Postulates are generally speaking inferred emprically, i.e. from experiment. The success of special relativity for describing certain physical phenomena can be taken as 'proof' of it's postulates.

You could use a different set of postulates which allow you to derive the postulates of special relativity. I still think that's a bit circular as essentiallly you're still setting out to create a theory which includes the postulates of SR.
 
  • #5
jcsd said:
You don't is the answer, it's a postulate.
But it would certainly be possible to falsify the postulate experimentally, so it is testable in that sense. Basically I think the idea is that you can determine the correct equations that govern the dynamical behavior of particles/fields in the lab frame (like finding that charged particles obey Maxwell's laws in the lab-frame), and then if the equations are written in terms of x,y,z,t, you can see what happens when you use the Lorentz transformation to perform a substitution in your equations:

x' = gamma*(x - vt)
t' = gamma*(t - vx/c^2)
y' = y
z' = z
(with gamma = 1/sqrt(1 - v^2/c^2))

If the equations after the substitution can be reduced to a form that looks identical to the original equations before the substitution (but with x' in place of x, t' in place of t, etc.), then the equations are Lorentz-invariant. It's logically possible that we might instead discover that the equations that give correct predictions in the lab frame do not have this property, which would falsify relativity unless we could show that the equations could be viewed as approximations to some other Lorentz-invariant equations which were consistent with all our experimental results.
 
  • #6
As I said, support for Relativity = support for its postulates, but theories aren't "proven" in physics; they're used, improved, and eventually discarded. I haven't seen any wrong answers to the OP's question in this thread, just differing approaches.
 
  • #7
Myslius said:
How do you prove that the laws of physics are the same in all inertial frames of reference?

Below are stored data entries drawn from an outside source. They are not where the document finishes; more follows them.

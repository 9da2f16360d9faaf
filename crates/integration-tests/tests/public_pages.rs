//! Integration tests for the public home and gallery pages.

#![allow(clippy::unwrap_used)]

use axum::http::StatusCode;
use premium_food_core::Bucket;
use premium_food_integration_tests::{MemoryBackend, Op, TestApp};
use serde_json::json;

fn gallery_row(title: &str, category: &str) -> serde_json::Value {
    json!({
        "title": title,
        "description": format!("{title} description"),
        "category": category,
        "image_url": MemoryBackend::url_for(Bucket::Gallery, &format!("gallery/{title}.jpg")),
    })
}

#[tokio::test]
async fn test_home_shows_only_featured_products() {
    let app = TestApp::new();
    app.backend.seed(
        "products",
        json!({"name": "Smoked Catfish", "category": "Fish", "is_featured": true}),
    );
    app.backend.seed(
        "products",
        json!({"name": "Hidden Snapper", "category": "Fish", "is_featured": false}),
    );

    let response = app.get("/", None).await;

    assert_eq!(response.status, StatusCode::OK);
    assert!(response.body.contains("Smoked Catfish"));
    assert!(!response.body.contains("Hidden Snapper"));
}

#[tokio::test]
async fn test_home_shows_only_approved_testimonials() {
    let app = TestApp::new();
    app.backend.seed(
        "testimonials",
        json!({"author_name": "Amina", "content": "Approved praise", "rating": 4, "is_approved": true}),
    );
    app.backend.seed(
        "testimonials",
        json!({"author_name": "Tunde", "content": "Pending praise", "is_approved": false}),
    );

    let response = app.get("/", None).await;

    assert!(response.body.contains("Approved praise"));
    assert!(!response.body.contains("Pending praise"));
}

#[tokio::test]
async fn test_home_renders_empty_sections_when_backend_fails() {
    let app = TestApp::new();
    app.backend.fail(Op::Select);

    let response = app.get("/", None).await;

    assert_eq!(response.status, StatusCode::OK);
    assert!(response.body.contains("New products are on their way"));
    assert!(response.body.contains("Photos coming soon"));
}

#[tokio::test]
async fn test_failed_reads_are_not_cached() {
    let app = TestApp::new();
    app.backend.fail(Op::Select);
    app.get("/", None).await;

    app.backend.heal(Op::Select);
    app.backend.seed(
        "products",
        json!({"name": "Peppered Chicken", "is_featured": true}),
    );

    let response = app.get("/", None).await;
    assert!(response.body.contains("Peppered Chicken"));
}

#[tokio::test]
async fn test_home_is_cached_until_revalidated() {
    let app = TestApp::new();
    app.get("/", None).await;

    // Written behind the site's back, so nothing revalidates.
    app.backend.seed(
        "products",
        json!({"name": "Dried Crayfish", "is_featured": true}),
    );
    let cached = app.get("/", None).await;
    assert!(!cached.body.contains("Dried Crayfish"));

    app.state.pages().revalidate_path("/").await;
    let fresh = app.get("/", None).await;
    assert!(fresh.body.contains("Dried Crayfish"));
}

#[tokio::test]
async fn test_home_gallery_preview_is_limited() {
    let app = TestApp::new();
    for n in 1..=8 {
        app.backend.seed("gallery", gallery_row(&format!("Photo{n:02}"), "Fish"));
    }

    let response = app.get("/", None).await;

    // Newest first: the two oldest fall outside the preview.
    assert!(response.body.contains("Photo08"));
    assert!(response.body.contains("Photo03"));
    assert!(!response.body.contains("Photo02"));
    assert!(!response.body.contains("Photo01"));
    assert!(response.body.contains("View Full Gallery"));
}

#[tokio::test]
async fn test_gallery_tabs_filter_by_category() {
    let app = TestApp::new();
    app.backend.seed("gallery", gallery_row("Tilapia", "Fish"));
    app.backend.seed("gallery", gallery_row("Drumsticks", "Chicken"));
    app.backend.seed("gallery", gallery_row("Stockfish", "Dried Products"));

    let all = app.get("/gallery", None).await;
    assert_eq!(all.status, StatusCode::OK);
    for title in ["Tilapia", "Drumsticks", "Stockfish"] {
        assert!(all.body.contains(title), "{title}");
    }

    let chicken = app.get("/gallery?category=chicken", None).await;
    assert!(chicken.body.contains("Drumsticks"));
    assert!(!chicken.body.contains("Tilapia"));
    assert!(!chicken.body.contains("Stockfish"));

    let dried = app.get("/gallery?category=Dried+Products", None).await;
    assert!(dried.body.contains("Stockfish"));
    assert!(!dried.body.contains("Drumsticks"));
}

#[tokio::test]
async fn test_gallery_unknown_category_shows_all() {
    let app = TestApp::new();
    app.backend.seed("gallery", gallery_row("Tilapia", "Fish"));

    let response = app.get("/gallery?category=Beef", None).await;

    assert_eq!(response.status, StatusCode::OK);
    assert!(response.body.contains("Tilapia"));
}

#[tokio::test]
async fn test_gallery_skips_items_without_image() {
    let app = TestApp::new();
    app.backend.seed("gallery", json!({"title": "Imageless", "category": "Fish"}));
    app.backend.seed("gallery", json!({"title": "Unlinked", "category": "Fish", "image_url": ""}));

    let response = app.get("/gallery", None).await;

    assert!(!response.body.contains("Imageless"));
    assert!(!response.body.contains("Unlinked"));
    assert!(response.body.contains("No photos in All yet."));
}

#[tokio::test]
async fn test_public_pages_carry_security_headers() {
    let app = TestApp::new();

    let response = app.get("/", None).await;

    assert_eq!(response.header("x-frame-options"), Some("DENY"));
    assert_eq!(response.header("x-content-type-options"), Some("nosniff"));
}

#[tokio::test]
async fn test_health_endpoints() {
    let app = TestApp::new();

    let live = app.get("/health", None).await;
    assert_eq!(live.status, StatusCode::OK);
    assert_eq!(live.body, "ok");

    let ready = app.get("/health/ready", None).await;
    assert_eq!(ready.status, StatusCode::OK);

    app.backend.fail(Op::Count);
    let unready = app.get("/health/ready", None).await;
    assert_eq!(unready.status, StatusCode::SERVICE_UNAVAILABLE);
}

To prove that it's true, you would need to start with a set of assumptions and then carry out some logical reasoning. What set of assumptions do you have in mind?

To prove that it's not true, you would need to find an experiment that comes out different when you do it in different inertial frames of reference. For example, if the Michelson-Morley experiment had come out with a positive result instead of a negative one, it would have disproved your statement.

The two possibilities --- proof and disproof --- are totally asymmetrical. One experiment can disprove a theory. No number of experiments can prove a theory.
 
  • #8
Can I choose FOR freely?
An experiment, let's take a satellite orbiting around the Earth as FOR. The Earth moves so time on Earth should go slower (SR, time dilation).
In reality time goes slower for satellites.
 
  • #9
Myslius said:
Can I choose FOR freely?
An experiment, let's take a satellite orbiting around the Earth as FOR. The Earth moves so time on Earth should go slower (SR, time dilation).
In reality time goes slower for satellites.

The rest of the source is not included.